**Stored dataset items**
┄┄┄┄┄┄
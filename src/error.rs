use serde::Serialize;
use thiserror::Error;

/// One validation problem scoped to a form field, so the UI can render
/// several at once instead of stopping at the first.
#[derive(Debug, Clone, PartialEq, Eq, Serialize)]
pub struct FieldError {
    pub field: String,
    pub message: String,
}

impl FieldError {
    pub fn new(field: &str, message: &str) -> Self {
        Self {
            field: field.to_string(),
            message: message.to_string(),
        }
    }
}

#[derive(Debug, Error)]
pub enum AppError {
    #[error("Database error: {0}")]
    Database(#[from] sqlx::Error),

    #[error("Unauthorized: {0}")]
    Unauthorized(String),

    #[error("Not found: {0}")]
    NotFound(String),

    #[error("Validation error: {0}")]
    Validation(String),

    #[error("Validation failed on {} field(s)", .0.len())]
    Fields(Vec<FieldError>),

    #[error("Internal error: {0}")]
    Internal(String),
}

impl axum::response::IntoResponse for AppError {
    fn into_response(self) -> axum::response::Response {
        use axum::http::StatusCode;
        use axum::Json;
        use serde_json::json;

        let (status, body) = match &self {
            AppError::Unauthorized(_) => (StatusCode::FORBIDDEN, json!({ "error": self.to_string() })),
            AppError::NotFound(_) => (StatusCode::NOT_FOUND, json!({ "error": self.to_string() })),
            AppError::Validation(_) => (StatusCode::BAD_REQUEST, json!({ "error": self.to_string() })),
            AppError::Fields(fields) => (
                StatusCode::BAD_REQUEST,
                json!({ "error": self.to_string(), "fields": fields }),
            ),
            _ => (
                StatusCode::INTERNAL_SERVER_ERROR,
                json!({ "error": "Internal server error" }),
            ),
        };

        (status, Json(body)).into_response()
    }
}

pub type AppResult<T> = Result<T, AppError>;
┄┄┄┄┄┄
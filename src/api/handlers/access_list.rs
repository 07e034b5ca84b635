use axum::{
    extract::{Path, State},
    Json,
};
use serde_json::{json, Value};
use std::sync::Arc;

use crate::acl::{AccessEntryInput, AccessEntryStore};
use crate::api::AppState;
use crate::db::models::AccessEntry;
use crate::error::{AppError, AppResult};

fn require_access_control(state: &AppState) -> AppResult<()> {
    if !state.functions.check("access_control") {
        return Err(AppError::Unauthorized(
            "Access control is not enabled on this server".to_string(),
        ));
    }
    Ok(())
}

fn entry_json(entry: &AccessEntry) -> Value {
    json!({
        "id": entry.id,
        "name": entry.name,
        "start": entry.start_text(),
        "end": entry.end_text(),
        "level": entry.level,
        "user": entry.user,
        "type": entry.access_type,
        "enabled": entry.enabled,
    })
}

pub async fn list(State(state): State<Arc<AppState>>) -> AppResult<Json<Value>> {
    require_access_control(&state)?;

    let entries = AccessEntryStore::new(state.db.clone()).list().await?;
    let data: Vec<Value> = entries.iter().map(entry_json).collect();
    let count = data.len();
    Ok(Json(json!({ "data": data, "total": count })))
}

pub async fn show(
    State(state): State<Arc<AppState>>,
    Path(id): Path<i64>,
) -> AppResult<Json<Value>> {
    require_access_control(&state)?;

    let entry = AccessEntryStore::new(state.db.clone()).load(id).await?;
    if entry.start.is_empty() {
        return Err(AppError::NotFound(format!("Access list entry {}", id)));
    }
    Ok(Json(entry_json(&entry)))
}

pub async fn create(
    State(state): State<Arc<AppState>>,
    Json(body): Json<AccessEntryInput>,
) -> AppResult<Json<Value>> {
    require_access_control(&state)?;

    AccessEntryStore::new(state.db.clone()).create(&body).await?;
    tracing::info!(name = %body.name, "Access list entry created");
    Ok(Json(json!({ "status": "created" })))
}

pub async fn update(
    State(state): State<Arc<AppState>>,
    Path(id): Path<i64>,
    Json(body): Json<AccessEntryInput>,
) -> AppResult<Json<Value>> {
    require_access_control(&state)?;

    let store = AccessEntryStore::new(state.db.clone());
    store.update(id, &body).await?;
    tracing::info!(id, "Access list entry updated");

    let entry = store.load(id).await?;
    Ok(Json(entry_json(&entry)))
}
┄┄┄┄┄┄
**TASK DESCRIPTION**
Using the records above, find and show each line with the string "type".

**YOUR SOLUTION**
pub type AppResult<T> = Result<T, AppError>;
        "type": entry.access_type,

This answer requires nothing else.